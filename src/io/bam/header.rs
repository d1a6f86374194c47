//! BAM header parsing and writing.
//!
//! # Format
//!
//! ```text
//! BAM Header:
//! - 4 bytes: Magic ("BAM\1")
//! - 4 bytes: SAM header text length (l_text, int32)
//! - l_text bytes: SAM header text
//! - 4 bytes: Number of reference sequences (n_ref, int32)
//! - For each reference:
//!   - 4 bytes: Reference name length (l_name, int32, includes null terminator)
//!   - l_name bytes: Reference name (null-terminated)
//!   - 4 bytes: Reference length (int32)
//! ```

use crate::error::{Error, Result};
use std::io::{self, Read, Write};

/// BAM magic bytes.
const BAM_MAGIC: &[u8; 4] = b"BAM\x01";

/// Reference sequence information.
#[derive(Debug, Clone, PartialEq, Eq)]
pub struct Reference {
    /// Reference sequence name (e.g., "chr1", "chrM")
    pub name: String,
    /// Reference sequence length in bases
    pub length: u32,
}

impl Reference {
    /// Create a new reference.
    pub fn new(name: impl Into<String>, length: u32) -> Self {
        Self {
            name: name.into(),
            length,
        }
    }
}

/// BAM file header.
///
/// Contains SAM header text and the reference dictionary. Index files carry
/// no reference names, so region strings are always resolved through here.
#[derive(Debug, Clone, Default, PartialEq, Eq)]
pub struct Header {
    /// SAM header text (includes @HD, @SQ, @RG, @PG lines)
    pub text: String,
    /// Reference sequences (chromosomes/contigs)
    pub references: Vec<Reference>,
}

impl Header {
    /// Create a new header.
    pub fn new(text: impl Into<String>, references: Vec<Reference>) -> Self {
        Self {
            text: text.into(),
            references,
        }
    }

    /// Get reference by ID.
    pub fn reference(&self, id: usize) -> Option<&Reference> {
        self.references.get(id)
    }

    /// Get reference name by ID.
    pub fn reference_name(&self, id: usize) -> Option<&str> {
        self.reference(id).map(|r| r.name.as_str())
    }

    /// Resolve a reference name to its ID.
    pub fn reference_id(&self, name: &str) -> Option<usize> {
        self.references.iter().position(|r| r.name == name)
    }

    /// Get number of reference sequences.
    pub fn reference_count(&self) -> usize {
        self.references.len()
    }
}

/// `read_exact` that reports a short read as a truncated header.
fn read_field<R: Read>(reader: &mut R, buf: &mut [u8], what: &str) -> Result<()> {
    reader.read_exact(buf).map_err(|e| {
        if e.kind() == io::ErrorKind::UnexpectedEof {
            Error::InvalidHeader(format!("truncated {}", what))
        } else {
            Error::from(e)
        }
    })
}

fn read_i32<R: Read>(reader: &mut R, what: &str) -> Result<i32> {
    let mut bytes = [0u8; 4];
    read_field(reader, &mut bytes, what)?;
    Ok(i32::from_le_bytes(bytes))
}

/// Read and validate BAM magic bytes.
pub fn read_magic<R: Read>(reader: &mut R) -> Result<()> {
    let mut magic = [0u8; 4];
    read_field(reader, &mut magic, "magic")?;

    if &magic != BAM_MAGIC {
        return Err(Error::InvalidHeader(format!(
            "invalid BAM magic: expected {:?}, got {:?}",
            BAM_MAGIC, magic
        )));
    }

    Ok(())
}

/// Read SAM header text.
///
/// Trailing NUL padding, which some writers add, is stripped.
pub fn read_header_text<R: Read>(reader: &mut R) -> Result<String> {
    let len = read_i32(reader, "header text length")?;
    if len < 0 {
        return Err(Error::InvalidHeader(format!(
            "invalid SAM header length: {}",
            len
        )));
    }

    let mut text_bytes = vec![0u8; len as usize];
    read_field(reader, &mut text_bytes, "header text")?;
    while text_bytes.last() == Some(&0) {
        text_bytes.pop();
    }

    String::from_utf8(text_bytes)
        .map_err(|e| Error::InvalidHeader(format!("invalid UTF-8 in SAM header: {}", e)))
}

/// Read a single reference sequence.
pub fn read_reference<R: Read>(reader: &mut R) -> Result<Reference> {
    let name_len = read_i32(reader, "reference name length")?;
    if name_len <= 0 {
        return Err(Error::InvalidHeader(format!(
            "invalid reference name length: {}",
            name_len
        )));
    }

    let mut name_bytes = vec![0u8; name_len as usize];
    read_field(reader, &mut name_bytes, "reference name")?;

    if name_bytes.pop() != Some(0) {
        return Err(Error::InvalidHeader(
            "reference name not null-terminated".to_string(),
        ));
    }

    let name = String::from_utf8(name_bytes)
        .map_err(|e| Error::InvalidHeader(format!("invalid UTF-8 in reference name: {}", e)))?;

    let length = read_i32(reader, "reference length")?;
    if length < 0 {
        return Err(Error::InvalidHeader(format!(
            "invalid length {} for reference {}",
            length, name
        )));
    }

    Ok(Reference::new(name, length as u32))
}

/// Read the reference dictionary.
pub fn read_references<R: Read>(reader: &mut R) -> Result<Vec<Reference>> {
    let count = read_i32(reader, "reference count")?;
    if count < 0 {
        return Err(Error::InvalidHeader(format!(
            "invalid reference count: {}",
            count
        )));
    }

    // Cap the preallocation; a corrupt count must not trigger a huge allocation
    let mut references = Vec::with_capacity((count as usize).min(1024));
    for i in 0..count {
        let reference = read_reference(reader).map_err(|e| match e {
            Error::InvalidHeader(msg) => {
                Error::InvalidHeader(format!("reference {}: {}", i, msg))
            }
            other => other,
        })?;
        references.push(reference);
    }

    Ok(references)
}

/// Read complete BAM header.
///
/// # Example
///
/// ```no_run
/// use bamtally::io::bam::read_header;
/// use bamtally::io::bgzf::BgzfReader;
///
/// # fn main() -> bamtally::Result<()> {
/// let mut reader = BgzfReader::from_path("alignments.bam")?;
/// let header = read_header(&mut reader)?;
///
/// for (i, reference) in header.references.iter().enumerate() {
///     println!("{}: {} ({} bp)", i, reference.name, reference.length);
/// }
/// # Ok(())
/// # }
/// ```
pub fn read_header<R: Read>(reader: &mut R) -> Result<Header> {
    read_magic(reader)?;
    let text = read_header_text(reader)?;
    let references = read_references(reader)?;
    Ok(Header::new(text, references))
}

/// Write a complete BAM header.
pub fn write_header<W: Write>(writer: &mut W, header: &Header) -> Result<()> {
    writer.write_all(BAM_MAGIC)?;
    writer.write_all(&(header.text.len() as i32).to_le_bytes())?;
    writer.write_all(header.text.as_bytes())?;
    writer.write_all(&(header.references.len() as i32).to_le_bytes())?;

    for reference in &header.references {
        writer.write_all(&(reference.name.len() as i32 + 1).to_le_bytes())?;
        writer.write_all(reference.name.as_bytes())?;
        writer.write_all(&[0])?;
        writer.write_all(&(reference.length as i32).to_le_bytes())?;
    }

    Ok(())
}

────────

**TASK**: Provide only the number of lines in the listing above that contain "bamtally".

**RESULT FOR THIS TASK**: 3